Have had a good and healthy rest and sleep and am feeling refreshed after what was four days of complete out of control physical elevators, emotional escapes and mental battles with Meniere's and the monsters of the dark and here in the light. There is and have been the medications that are prescribed to me by my doctors. These medicinals flow through my veins like my blood. I nave no qualms about making a treaty or signing my life away on the dotted line of that note to self...

..."these medication's are here to help dude"...

After about thirty three hours of being awake that extended well into yesterday, I began to drop off into these micro naps. By later in the afternoon there were periods when I was permitted to sleep for an hour here and there as my body part and innards convulsed. Last night as I prepared for bed with my wife, I took one pill that is to aid with the dizziness. The noises and sounds were there surrounding my Safe Place, not with my mate because I asked two or three times if she heard that or this and after the third or so no, I decided I would hush and keep these noises locked up within. To occupy my time between being awake and drifting off, I journaled and wrote up a couple of Halloween greeting cards. Parts and pieces of my body convulsed for no reason.
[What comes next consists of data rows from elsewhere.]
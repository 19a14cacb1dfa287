// ==========================================
// 通用数据交换引擎 - 记录值与导入结果
// ==========================================
// 职责: 定义两种记录形态与上传结果结构
// - FlatRecord: 单行电子表格形态（键含下标/点分路径）
// - StructuredRecord: 记录存储理解的嵌套形态
// ==========================================

use serde::{Deserialize, Serialize};
use serde_json::Value;
use std::collections::BTreeMap;

/// 嵌套记录: 标量 / 嵌套对象 / 对象列表
pub type StructuredRecord = serde_json::Map<String, Value>;

/// 扁平记录: 一行电子表格,键形如 field / addr.city / tags[0].label
pub type FlatRecord = serde_json::Map<String, Value>;

// ==========================================
// StoredRecord - 存储层记录
// ==========================================
// 用途: 记录存储返回的序列化形态（toStructured 结果 + 存储标识）
#[derive(Debug, Clone, PartialEq, Serialize, Deserialize)]
pub struct StoredRecord {
    pub record_id: String,        // 存储层标识（UUID）
    pub data: StructuredRecord,   // 序列化后的记录数据
}

// ==========================================
// RowFailure - 单行失败明细
// ==========================================
#[derive(Debug, Clone, PartialEq, Serialize, Deserialize)]
pub struct RowFailure {
    pub row_number: usize,                  // 源文件数据行号（1 起）
    pub data: FlatRecord,                   // 尝试导入的行数据
    pub errors: BTreeMap<String, String>,   // 字段 → 错误信息
}

// ==========================================
// UploadOutcome - 上传结果
// ==========================================
// 约定: 单行失败不终止批次,成功与失败并列返回
#[derive(Debug, Clone, Default, Serialize, Deserialize)]
pub struct UploadOutcome {
    pub total_rows: usize,                  // 源文件数据行数
    pub successes: Vec<StructuredRecord>,   // 成功行（落库后的序列化形态）
    pub failures: Vec<RowFailure>,          // 失败行明细
}

impl UploadOutcome {
    pub fn success_count(&self) -> usize {
        self.successes.len()
    }

    pub fn failure_count(&self) -> usize {
        self.failures.len()
    }
}

#[cfg(test)]
mod tests {
    use super::*;
    use serde_json::json;

    #[test]
    fn test_outcome_counts() {
        let mut outcome = UploadOutcome::default();
        outcome.total_rows = 2;

        let mut record = StructuredRecord::new();
        record.insert("name".to_string(), json!("abc"));
        outcome.successes.push(record);

        let mut errors = BTreeMap::new();
        errors.insert("name".to_string(), "必填字段缺失".to_string());
        outcome.failures.push(RowFailure {
            row_number: 2,
            data: FlatRecord::new(),
            errors,
        });

        assert_eq!(outcome.success_count(), 1);
        assert_eq!(outcome.failure_count(), 1);
    }
}
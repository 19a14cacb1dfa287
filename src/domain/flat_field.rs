// ==========================================
// 通用数据交换引擎 - 扁平字段描述符
// ==========================================
// 职责: 描述单个扁平键（普通键 / 列表项键）+ 列表键解析
// 键形态: field / parent.sub / parent[0] / parent[0].sub / parent[n].sub
// ==========================================

use regex::Regex;
use serde::{Deserialize, Serialize};
use std::sync::OnceLock;

/// 列表项键正则: 字段名 + 方括号下标（数字或通配 n）+ 可选点分子键
fn list_key_pattern() -> &'static Regex {
    static PATTERN: OnceLock<Regex> = OnceLock::new();
    PATTERN.get_or_init(|| {
        Regex::new(r"^([A-Za-z0-9_-]+)\[(\d+|n)\](?:\.(.+))?$").expect("列表键正则应当合法")
    })
}

/// 下标通配正则: 把具体下标归一为 [n]
fn index_pattern() -> &'static Regex {
    static PATTERN: OnceLock<Regex> = OnceLock::new();
    PATTERN.get_or_init(|| Regex::new(r"\[(\d+|n)\]").expect("下标正则应当合法"))
}

/// 把扁平键中的具体下标归一为通配形式
///
/// # 示例
/// - `tags[2].label` → `tags[n].label`
/// - `name` → `name`（无下标原样返回）
pub fn generic_form(key: &str) -> String {
    index_pattern().replace_all(key, "[n]").into_owned()
}

// ==========================================
// ListKeyParts - 列表键解析结果
// ==========================================
#[derive(Debug, Clone, PartialEq, Eq)]
pub struct ListKeyParts {
    pub parent: String,          // 列表字段名
    pub index: Option<usize>,    // 具体下标（通配 n 时为 None）
    pub sub: Option<String>,     // 子键（标量元素列表时为 None）
}

/// 解析列表项键，非列表键返回 None
pub fn parse_list_key(key: &str) -> Option<ListKeyParts> {
    let caps = list_key_pattern().captures(key)?;

    let parent = caps.get(1)?.as_str().to_string();
    let index = match caps.get(2)?.as_str() {
        "n" => None,
        digits => digits.parse::<usize>().ok(),
    };
    let sub = caps
        .get(3)
        .map(|m| m.as_str().to_string())
        .filter(|s| !s.is_empty());

    Some(ListKeyParts { parent, index, sub })
}

// ==========================================
// FlatField - 普通扁平字段
// ==========================================
#[derive(Debug, Clone, PartialEq, Serialize, Deserialize)]
pub struct FlatField {
    pub key: String,      // 扁平键（field 或 parent.sub）
    pub required: bool,
    pub unique: bool,
    pub readable: bool,
    pub writable: bool,
    pub write_many: bool, // 标量列表字段: 值按逗号拆分/拼接
}

// ==========================================
// FlatListField - 列表项扁平字段
// ==========================================
// 用途: 属于嵌套对象列表的扁平键
// 生命周期: 分类时 index=None; 表头解析为其分配一次下标,之后不再变化
#[derive(Debug, Clone, PartialEq, Serialize, Deserialize)]
pub struct FlatListField {
    pub key: String,             // 当前键（未分配下标时为通配形式）
    pub parent_key: String,      // 列表字段名
    pub index: Option<usize>,    // 具体下标（未解析时为 None）
    pub sub_key: Option<String>, // 元素内子键（标量元素列表时为 None）
    pub generic_key: String,     // 下标归一后的键（tags[n].label）
    pub required: bool,
    pub unique: bool,
    pub readable: bool,
    pub writable: bool,
}

impl FlatListField {
    /// 从扁平键构造（键必须是合法的列表项键）
    pub fn parse(key: &str) -> Option<Self> {
        let parts = parse_list_key(key)?;

        Some(Self {
            key: key.to_string(),
            parent_key: parts.parent,
            index: parts.index,
            sub_key: parts.sub,
            generic_key: generic_form(key),
            required: false,
            unique: false,
            readable: true,
            writable: true,
        })
    }

    /// 分配具体下标（每轮表头解析至多调用一次）
    pub fn set_index(&mut self, index: usize) {
        self.index = Some(index);
        self.key = format!("{}[{}]", self.parent_key, index);

        if let Some(sub) = &self.sub_key {
            self.key.push('.');
            self.key.push_str(sub);
        }
    }

    /// 键等价判定: 具体下标与通配形式视为同一字段
    pub fn matches(&self, key: &str) -> bool {
        key == self.key || generic_form(key) == self.generic_key
    }
}

// ==========================================
// FlatFieldDescriptor - 扁平字段描述符
// ==========================================
#[derive(Debug, Clone, PartialEq, Serialize, Deserialize)]
pub enum FlatFieldDescriptor {
    Plain(FlatField),
    ListItem(FlatListField),
}

impl FlatFieldDescriptor {
    pub fn key(&self) -> &str {
        match self {
            Self::Plain(f) => &f.key,
            Self::ListItem(f) => &f.key,
        }
    }

    pub fn is_list_item(&self) -> bool {
        matches!(self, Self::ListItem(_))
    }

    pub fn required(&self) -> bool {
        match self {
            Self::Plain(f) => f.required,
            Self::ListItem(f) => f.required,
        }
    }

    pub fn unique(&self) -> bool {
        match self {
            Self::Plain(f) => f.unique,
            Self::ListItem(f) => f.unique,
        }
    }

    pub fn readable(&self) -> bool {
        match self {
            Self::Plain(f) => f.readable,
            Self::ListItem(f) => f.readable,
        }
    }

    pub fn writable(&self) -> bool {
        match self {
            Self::Plain(f) => f.writable,
            Self::ListItem(f) => f.writable,
        }
    }

    pub fn write_many(&self) -> bool {
        match self {
            Self::Plain(f) => f.write_many,
            Self::ListItem(_) => false,
        }
    }

    /// 键等价判定: 普通键精确匹配,列表项键按通配等价匹配
    pub fn matches(&self, key: &str) -> bool {
        match self {
            Self::Plain(f) => f.key == key,
            Self::ListItem(f) => f.matches(key),
        }
    }
}
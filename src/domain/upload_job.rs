// ==========================================
// 通用数据交换引擎 - 上传任务实体
// ==========================================
// 职责: 描述一次异步批量上传的持久化状态
// 状态机: Pending → Processing → {Success, Failed}
// 红线: 任务完成后保留为审计记录,从不自动删除
// ==========================================

use chrono::{DateTime, Utc};
use serde::{Deserialize, Serialize};
use std::path::{Path, PathBuf};
use uuid::Uuid;

// ==========================================
// UploadStatus - 任务状态
// ==========================================
#[derive(Debug, Clone, Copy, PartialEq, Eq, Serialize, Deserialize)]
pub enum UploadStatus {
    Pending,    // 已创建,等待入队
    Processing, // 工作者处理中
    Failed,     // 管道无法运行（文件不可读/模式无法解析）
    Success,    // 处理完成（行级失败记录在报告中,不影响任务状态）
}

impl UploadStatus {
    pub fn as_str(&self) -> &'static str {
        match self {
            Self::Pending => "PENDING",
            Self::Processing => "PROCESSING",
            Self::Failed => "FAILED",
            Self::Success => "SUCCESS",
        }
    }

    pub fn parse(raw: &str) -> Option<Self> {
        match raw.trim() {
            "PENDING" => Some(Self::Pending),
            "PROCESSING" => Some(Self::Processing),
            "FAILED" => Some(Self::Failed),
            "SUCCESS" => Some(Self::Success),
            _ => None,
        }
    }
}

// ==========================================
// FieldMapping - 列名到字段的映射
// ==========================================
#[derive(Debug, Clone, PartialEq, Eq, Serialize, Deserialize)]
pub struct FieldMapping {
    pub column_name: String, // 电子表格原始列名
    pub field_name: String,  // 目标扁平字段名（或控制动作,如 SKIP）
}

impl FieldMapping {
    pub fn new(column_name: &str, field_name: &str) -> Self {
        Self {
            column_name: column_name.to_string(),
            field_name: field_name.to_string(),
        }
    }
}

// ==========================================
// UploadJob - 上传任务
// ==========================================
#[derive(Debug, Clone, PartialEq, Serialize, Deserialize)]
pub struct UploadJob {
    // ===== 主键 =====
    pub job_id: String, // 任务标识（UUID）

    // ===== 任务输入 =====
    pub schema_name: String,                // 目标模式引用
    pub file_path: PathBuf,                 // 源文件路径
    pub field_mappings: Vec<FieldMapping>,  // 自定义列映射（有序）
    pub notify_email: Option<String>,       // 完成通知地址

    // ===== 处理状态 =====
    pub status: UploadStatus,
    pub report_path: Option<PathBuf>,                 // 结果报告（完成时写入）
    pub processing_started_at: Option<DateTime<Utc>>, // 处理开始时间（滞留检测依据）

    // ===== 审计字段 =====
    pub created_at: DateTime<Utc>,
    pub updated_at: DateTime<Utc>,
}

impl UploadJob {
    /// 创建新任务（初始状态 Pending）
    pub fn new(schema_name: &str, file_path: impl AsRef<Path>) -> Self {
        let now = Utc::now();

        Self {
            job_id: Uuid::new_v4().to_string(),
            schema_name: schema_name.to_string(),
            file_path: file_path.as_ref().to_path_buf(),
            field_mappings: Vec::new(),
            notify_email: None,
            status: UploadStatus::Pending,
            report_path: None,
            processing_started_at: None,
            created_at: now,
            updated_at: now,
        }
    }

    pub fn with_notify_email(mut self, email: &str) -> Self {
        self.notify_email = Some(email.to_string());
        self
    }

    /// 追加列映射（列名存在性校验由任务服务完成）
    pub fn push_mapping(&mut self, column_name: &str, field_name: &str) {
        self.field_mappings
            .push(FieldMapping::new(column_name, field_name));
    }
}

#[cfg(test)]
mod tests {
    use super::*;

    #[test]
    fn test_status_round_trip() {
        for status in [
            UploadStatus::Pending,
            UploadStatus::Processing,
            UploadStatus::Failed,
            UploadStatus::Success,
        ] {
            assert_eq!(UploadStatus::parse(status.as_str()), Some(status));
        }

        assert_eq!(UploadStatus::parse("UNKNOWN"), None);
    }

    #[test]
    fn test_new_job_defaults() {
        let job = UploadJob::new("member", "/tmp/members.csv");

        assert_eq!(job.status, UploadStatus::Pending);
        assert!(job.field_mappings.is_empty());
        assert!(job.report_path.is_none());
        assert!(job.processing_started_at.is_none());
        assert!(!job.job_id.is_empty());
    }

    #[test]
    fn test_push_mapping_preserves_order() {
        let mut job = UploadJob::new("member", "/tmp/members.csv");
        job.push_mapping("Tag", "tags[n].label");
        job.push_mapping("Full Name", "name");

        assert_eq!(job.field_mappings.len(), 2);
        assert_eq!(job.field_mappings[0].column_name, "Tag");
        assert_eq!(job.field_mappings[1].field_name, "name");
    }
}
A bit past mid night this morning, I decided to swallow one medication I so dislike. It is an ugly shade of orange and really isn't an orange colour but most like it. It is an anti-awake and the last time I remember seeing the clock it was fifteen past 0100. I remembered having some part of my upper torso move then I was out. My Dream World was active, I remembered a couple and have let them loose. I dreamt in vivid high definition colour. Always.

When I woke this morning, I layed in bed and waited for my right ear to wake up. By the time it did my left deaf was already wide awake and the Morse Code coming in first thing. Beep-beep-beepity-beep-beep and so on. Loudly from my left. Laying there watching the ceiling fan spin slowly, I cursed to myself silently and cursed at the Meniere's that has brought forth these ridiculous noises and sounds. I was awake though and felt pretty dang good after such a deep sleep.

Having been up for a couple of hours and with the breaking of fast my plan is to escape into my various yards and gardens. With the exception of my therapy with Sir Dude, I have been tucked away here in our House of Seven Windows, tightly. This has been a form of exile and I know this.

It is my intention to bust through this daze I am in. I have considered that "the much on my mind piece", may have a minor roll with the non-sleep, but what I hear most of all is being told that this is a part of being Deaf and losing hearing...

...while I sit here listening to these noises which have figured I am awake and alert, a Spider has begun his day between my scalp and skull as of seconds ago. I'll be outside.

Thursday, October 11, 2012

I Hear The Chain Clanging Against The Flag Pole, A Meniere's Report

Well, Relations,

This is looking as if I am having issues this morning. Actually, this is more like another night of the sound's and noise's and these wee hours of the morning have me twisted up inside really something tough like. In less than four hours I will have been awake another twenty four hours. I just went through this earlier this week when I hit forty hours of being awake. I was so looking forward to an uneventful remainder of this week. It appears the Meniere's has something different in mind. I sure as heck know that it has something else in store for my ears, my throat and the top left and left side of my scalp and skull.

In my deaf left ear at this moment I am listening to a chain clanging against the side of a flag pole. Where ever this noise originates, it is relentless. The clanging and clanging as if our flag was flying Full Staff and blowing like mad in this Autumn Florida breeze. I have had the clacking sounds before but I believe this is the first for clanging. And yes, the distinction between the two is clear and are very obvious. Good-goodness. What more to say?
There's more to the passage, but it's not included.